Before we closed that window, though, we did have our final Saturday. It was lovely. A sunny day, warm in the 70s. Perfect for endless raking, for burying all forms of garden vegetation deep in the leaf piles, for loading in a few cans of lead-based paint and the old water heater under the moldering leaves.
Anyhow, the afternoon gave way to a still warm evening and the kids (teenagers, I mean) were on watch. Deep inside their Aéropostale-wrapped souls, they knew this was the end. They had to be outside, going nowhere, doing nothing, together, one more time. My kid’s crew chose “the track” at the high school as their destination. Centrally located. Light. Yet dark. Possible to be seen by people you might want to see you, yet not so obvious as “hanging out on Lake.” There is some pecking order involved in all of this, the code of which I have yet to crack. But, the track was it. Actually, outside the track, along Scoville, the better for the boys to do astounding feats of skateboard lédgermain for the edification of the young females.

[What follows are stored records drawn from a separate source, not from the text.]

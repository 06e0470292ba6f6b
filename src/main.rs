fn main() {
    if let Err(e) = denomfix::cli::run() {
        eprintln!("❌ {}", e);
        std::process::exit(1);
    }
}
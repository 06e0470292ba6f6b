//! Series Corrector
//!
//! Walks a price series from the newest row to the oldest and undoes
//! denomination shifts. Each row is compared with the already-corrected row
//! one day later, so a run of shifted rows is fixed link by link.

use crate::error::Error;
use crate::models::{CorrectionConfig, PriceRow, Series};
use crate::services::factor_test::{factor_relative_difference, is_approximate_factor};
use serde::Serialize;
use tracing::{debug, info};

/// What the scan did to a single row
#[derive(Debug, Clone, Copy, PartialEq, Eq, Serialize)]
#[serde(rename_all = "snake_case")]
pub enum RowDecision {
    /// Newest row, nothing to compare against
    Newest,
    /// Open/high/low/close multiplied by the correction factor
    Rescaled,
    /// Zero close replaced by the next day's corrected prices
    ForwardFilled,
    Unchanged,
}

/// Corrected series plus the rows that were touched
#[derive(Debug, Clone)]
pub struct CorrectionOutcome {
    pub series: Series,
    /// Row indices that were rescaled, newest first
    pub rescaled: Vec<usize>,
    /// Row indices that were forward-filled, newest first
    pub forward_filled: Vec<usize>,
}

impl CorrectionOutcome {
    pub fn changed_rows(&self) -> usize {
        self.rescaled.len() + self.forward_filled.len()
    }
}

/// Applies the denomination correction to whole series
///
/// Holds only configuration, so one corrector can be reused across series
/// without any state leaking from one scan into the next.
#[derive(Debug, Clone)]
pub struct SeriesCorrector {
    config: CorrectionConfig,
}

impl SeriesCorrector {
    pub fn new(config: CorrectionConfig) -> Self {
        Self { config }
    }

    pub fn config(&self) -> &CorrectionConfig {
        &self.config
    }

    /// Correct one series, returning a new series of the same length.
    ///
    /// The input is never modified. Fails with `DataFormat` if a close price
    /// is NaN or infinite.
    pub fn correct(&self, series_id: &str, original: &[PriceRow]) -> Result<CorrectionOutcome, Error> {
        let factor = self.config.correction_factor;
        let margin = self.config.tolerance_margin;

        let mut corrected: Series = original.to_vec();
        let mut rescaled = Vec::new();
        let mut forward_filled = Vec::new();

        for (step, idx) in (0..original.len()).rev().enumerate() {
            let today = &original[idx];
            if !today.close.is_finite() {
                return Err(Error::DataFormat {
                    series: series_id.to_string(),
                    row: idx,
                    column: crate::constants::csv_column::CLOSE.to_string(),
                    reason: format!("close price {} is not a finite number", today.close),
                });
            }

            if step == 0 {
                if self.config.debug {
                    debug!(series = series_id, row = idx, date = %today.date, "Newest row, kept as is");
                }
                continue;
            }

            // Read the successor from the corrected copy so corrections chain
            let tomorrow_close = corrected[idx + 1].close;

            let decision = if is_approximate_factor(today.close, tomorrow_close, factor, margin) {
                corrected[idx] = today.scaled(factor);
                rescaled.push(idx);
                RowDecision::Rescaled
            } else if today.has_missing_close() {
                info!(series = series_id, row = idx, date = %today.date, "Price was missing, copied from next day");
                corrected[idx] = today.with_prices_from(&corrected[idx + 1]);
                forward_filled.push(idx);
                RowDecision::ForwardFilled
            } else {
                RowDecision::Unchanged
            };

            if self.config.debug {
                debug!(
                    series = series_id,
                    row = idx,
                    date = %today.date,
                    today_close = today.close,
                    tomorrow_close,
                    relative_difference = ?factor_relative_difference(today.close, tomorrow_close, factor),
                    margin,
                    decision = ?decision,
                    new_close = corrected[idx].close,
                    "Row compared with next day"
                );
            }
        }

        Ok(CorrectionOutcome {
            series: corrected,
            rescaled,
            forward_filled,
        })
    }
}

/// Correct a series with the given configuration, keeping only the result
pub fn correct_series(original: &[PriceRow], config: &CorrectionConfig) -> Result<Series, Error> {
    SeriesCorrector::new(config.clone())
        .correct("<unnamed>", original)
        .map(|outcome| outcome.series)
}
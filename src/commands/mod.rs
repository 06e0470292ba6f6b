pub mod fix;
pub mod list;
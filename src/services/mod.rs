pub mod batch;
pub mod csv_store;
pub mod factor_test;
pub mod series_corrector;

pub use batch::{BatchRunner, BatchSummary, RunReport, SeriesFailure, SeriesReport};
pub use csv_store::CsvStore;
pub use factor_test::{factor_relative_difference, is_approximate_factor};
pub use series_corrector::{correct_series, CorrectionOutcome, RowDecision, SeriesCorrector};
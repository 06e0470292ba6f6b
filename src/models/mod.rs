mod correction_config;
mod price_row;

pub use correction_config::{AppConfig, CorrectionConfig, PathConfig};
pub use price_row::PriceRow;

/// Ordered price rows for one instrument, index 0 = oldest
pub type Series = Vec<PriceRow>;
//! Fix Command
//!
//! Corrects denomination shifts in every series of the source directory
//! and writes the results under the output prefix.

use crate::error::Error;
use crate::models::AppConfig;
use crate::services::{BatchRunner, CsvStore, RunReport, SeriesCorrector};
use crate::utils::parse_series_filter;
use std::path::PathBuf;
use tracing::info;

/// Run the fix command
pub fn run(
    config: AppConfig,
    series_arg: Option<String>,
    dry_run: bool,
    report_path: Option<PathBuf>,
) -> Result<(), Error> {
    let start_time = std::time::Instant::now();

    config.validate()?;
    config.warn_if_suspicious();

    println!("🔧 Starting denomination fix...");
    println!("  Source: {}", config.paths.source_directory.display());
    println!("  Output: {}", config.paths.output_directory.display());
    println!("  Prefix: {}", config.paths.output_prefix);
    println!("  Factor: {}", config.correction.correction_factor);
    println!("  Margin: {:.2}%", config.correction.tolerance_margin * 100.0);
    if let Some(ref series) = series_arg {
        println!("  Series: {}", series);
    } else {
        println!("  Series: ALL");
    }
    if dry_run {
        println!("  ⚠️  Running in DRY RUN mode - no files will be written");
    }
    println!();

    let series_filter = parse_series_filter(series_arg)?;

    let store = CsvStore::new(config.paths.clone());
    let runner = BatchRunner::new(SeriesCorrector::new(config.correction.clone()))
        .with_series_filter(series_filter)
        .with_dry_run(dry_run);

    let summary = runner.run(&store)?;
    summary.print_summary(dry_run);

    let duration = start_time.elapsed();
    println!("  ⏱️  Total time: {:.2}s", duration.as_secs_f64());

    if let Some(path) = report_path {
        RunReport::new(&config, &summary, dry_run).save(&path)?;
        println!("  📝 Report: {}", path.display());
    }

    info!(
        processed = summary.series_processed,
        failed = summary.failures.len(),
        "Denomination fix finished"
    );
    Ok(())
}
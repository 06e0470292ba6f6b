//! Detects and repairs currency denomination shifts (e.g. dollars vs. cents)
//! in historical OHLCV price series stored as per-instrument CSV files.

pub mod cli;
pub mod commands;
pub mod constants;
pub mod error;
pub mod models;
pub mod services;
pub mod utils;
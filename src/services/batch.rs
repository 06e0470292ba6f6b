//! Batch correction over every series in the source directory
//!
//! Each series is loaded, corrected and written on its own. A series that
//! fails to load, holds bad data or cannot be written is recorded and the
//! batch moves on to the next one.

use crate::error::Error;
use crate::models::AppConfig;
use crate::services::csv_store::CsvStore;
use crate::services::series_corrector::SeriesCorrector;
use crate::utils::should_process_series;
use chrono::{DateTime, Utc};
use serde::Serialize;
use std::fs;
use std::path::Path;
use tracing::{info, warn};

/// Result for one series that went through correction
#[derive(Debug, Clone, Serialize)]
pub struct SeriesReport {
    pub series: String,
    pub rows: usize,
    pub rescaled: Vec<usize>,
    pub forward_filled: Vec<usize>,
    /// Path written, `None` in dry-run mode
    pub output: Option<String>,
}

/// A series that could not be corrected
#[derive(Debug, Clone, Serialize)]
pub struct SeriesFailure {
    pub series: String,
    pub kind: String,
    pub message: String,
}

/// Statistics for a batch run
#[derive(Debug, Default, Serialize)]
pub struct BatchSummary {
    pub series_processed: usize,
    pub series_written: usize,
    pub rows_rescaled: usize,
    pub rows_forward_filled: usize,
    pub series_reports: Vec<SeriesReport>,
    pub failures: Vec<SeriesFailure>,
}

impl BatchSummary {
    pub fn new() -> Self {
        Self::default()
    }

    pub fn has_failures(&self) -> bool {
        !self.failures.is_empty()
    }

    fn record_success(&mut self, report: SeriesReport) {
        self.rows_rescaled += report.rescaled.len();
        self.rows_forward_filled += report.forward_filled.len();
        if report.output.is_some() {
            self.series_written += 1;
        }
        self.series_reports.push(report);
    }

    fn record_failure(&mut self, series_id: &str, error: &Error) {
        self.failures.push(SeriesFailure {
            series: series_id.to_string(),
            kind: error.kind().to_string(),
            message: error.to_string(),
        });
    }

    pub fn print_summary(&self, dry_run: bool) {
        let mode_str = if dry_run { " (Dry Run)" } else { "" };
        println!("\n📊 Denomination Fix Summary{}:", mode_str);
        println!("  ✅ Series processed: {}", self.series_processed);
        if dry_run {
            println!("  ⏭️  Series written: 0 (dry run)");
        } else {
            println!("  ✅ Series written: {}", self.series_written);
        }
        println!("  🔧 Rows rescaled: {}", self.rows_rescaled);
        println!("  🩹 Rows forward-filled: {}", self.rows_forward_filled);

        if self.has_failures() {
            println!("  ⚠️  Failed series: {}", self.failures.len());
            for failure in &self.failures[0..std::cmp::min(5, self.failures.len())] {
                println!("    ❌ {}", failure.message);
            }
            if self.failures.len() > 5 {
                println!("    ... and {} more failures", self.failures.len() - 5);
            }
        }

        if dry_run && (self.rows_rescaled > 0 || self.rows_forward_filled > 0) {
            println!("\n💡 To write corrected files, run again without --dry-run");
        }
    }
}

/// Drives the corrector over every discovered series
#[derive(Debug, Clone)]
pub struct BatchRunner {
    corrector: SeriesCorrector,
    series_filter: Option<Vec<String>>,
    dry_run: bool,
}

impl BatchRunner {
    pub fn new(corrector: SeriesCorrector) -> Self {
        Self {
            corrector,
            series_filter: None,
            dry_run: false,
        }
    }

    /// Only process the given identifiers (upper-cased, with or without extension)
    pub fn with_series_filter(mut self, series_filter: Option<Vec<String>>) -> Self {
        self.series_filter = series_filter;
        self
    }

    /// Correct without writing anything
    pub fn with_dry_run(mut self, dry_run: bool) -> Self {
        self.dry_run = dry_run;
        self
    }

    /// Run the batch.
    ///
    /// Only directory-level problems are returned as errors; per-series
    /// failures end up in the summary.
    pub fn run(&self, store: &CsvStore) -> Result<BatchSummary, Error> {
        let series_ids = store.list_series()?;
        info!(
            source = %store.paths().source_directory.display(),
            count = series_ids.len(),
            "Discovered series"
        );

        if !self.dry_run {
            store.ensure_output_dir()?;
        }

        let series_limit = self.corrector.config().effective_iteration_limit();

        let mut summary = BatchSummary::new();
        for series_id in &series_ids {
            if !should_process_series(series_id, &self.series_filter) {
                continue;
            }
            if series_limit > 0 && summary.series_processed >= series_limit {
                warn!(limit = series_limit, "Debug iteration limit reached, remaining series skipped");
                break;
            }

            summary.series_processed += 1;
            match self.process_series(store, series_id) {
                Ok(report) => summary.record_success(report),
                Err(e) => {
                    warn!(series = %series_id, error = %e, "Skipping series");
                    summary.record_failure(series_id, &e);
                }
            }
        }

        if summary.has_failures() {
            warn!(
                failed = summary.failures.len(),
                processed = summary.series_processed,
                "Batch completed with failures"
            );
        } else {
            info!(processed = summary.series_processed, "Batch completed successfully");
        }

        Ok(summary)
    }

    fn process_series(&self, store: &CsvStore, series_id: &str) -> Result<SeriesReport, Error> {
        let original = store.load_series(series_id)?;
        let outcome = self.corrector.correct(series_id, &original)?;

        let output = if self.dry_run {
            None
        } else {
            let path = store.persist_series(series_id, &outcome.series)?;
            Some(path.display().to_string())
        };

        info!(
            series = series_id,
            rows = original.len(),
            rescaled = outcome.rescaled.len(),
            forward_filled = outcome.forward_filled.len(),
            "Corrected series"
        );

        Ok(SeriesReport {
            series: series_id.to_string(),
            rows: original.len(),
            rescaled: outcome.rescaled,
            forward_filled: outcome.forward_filled,
            output,
        })
    }
}

/// JSON record of a batch run
#[derive(Debug, Serialize)]
pub struct RunReport<'a> {
    pub generated_at: DateTime<Utc>,
    pub dry_run: bool,
    pub config: &'a AppConfig,
    pub summary: &'a BatchSummary,
}

impl<'a> RunReport<'a> {
    pub fn new(config: &'a AppConfig, summary: &'a BatchSummary, dry_run: bool) -> Self {
        Self {
            generated_at: Utc::now(),
            dry_run,
            config,
            summary,
        }
    }

    /// Save report to file
    pub fn save(&self, report_path: &Path) -> Result<(), Error> {
        let content = serde_json::to_string_pretty(self)?;
        fs::write(report_path, content).map_err(|e| {
            Error::Io(format!("Failed to write report {}: {}", report_path.display(), e))
        })?;
        info!(path = %report_path.display(), "Saved run report");
        Ok(())
    }
}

On the other end of the evening, after the police cars and the ambulance left, our young friend – the one who had been seriously plunked on the leg by the full can of soda heaved at close range by the boys hanging out the moon roof of the little yellow car – noted that it was the last night, the last night to act like a jerk, in just a T-shirt.
Reminded me of my days as co-chair of Midnight Madness on Oak Park Avenue, always the first night out in the spring, when a few harebrained kids out of a cast of thousands would find some novel way to screw up the works. I like to think that most of those knuckleheads now have mortgages and bad marriages.
The cops and the paramedics were just great with my kid’s merry band. “Now you all be home and in bed by 10,” the paramedic said sardonically as he reboarded the ambulance.
My wife and I were actually home and in bed at 11:30 p.m. when out on the lawn there rose such a clatter, I sprang from the bed to see what was the matter.
Turns out our lives on the quiet cul-de-sac that is 300 S. Humphrey had been shaken by a young man from Berwyn who, allegedly, had had a very thirsty evening and mistakenly thought he was on a through street.
My neighbors, doubling as casually dressed crime scene investigators, congregated seconds later. We concluded – from the placement of the dismembered top three-quarters of the tree and the fact that the fallen leaves had not been disturbed on the little island at the end of our street – that said Berwynite had taken his little red sports car airborne before his forward progress was impeded by said tree.
Oak Park’s finest found the allegedly inebriated driver a block away, parked quietly, hoping no one would notice his bark-covered roadster. He’s going to wish Nov. 7 had been 42 degrees and drizzling like it ought to have been.
Now summer is over. Time to close the window and get drunk at home.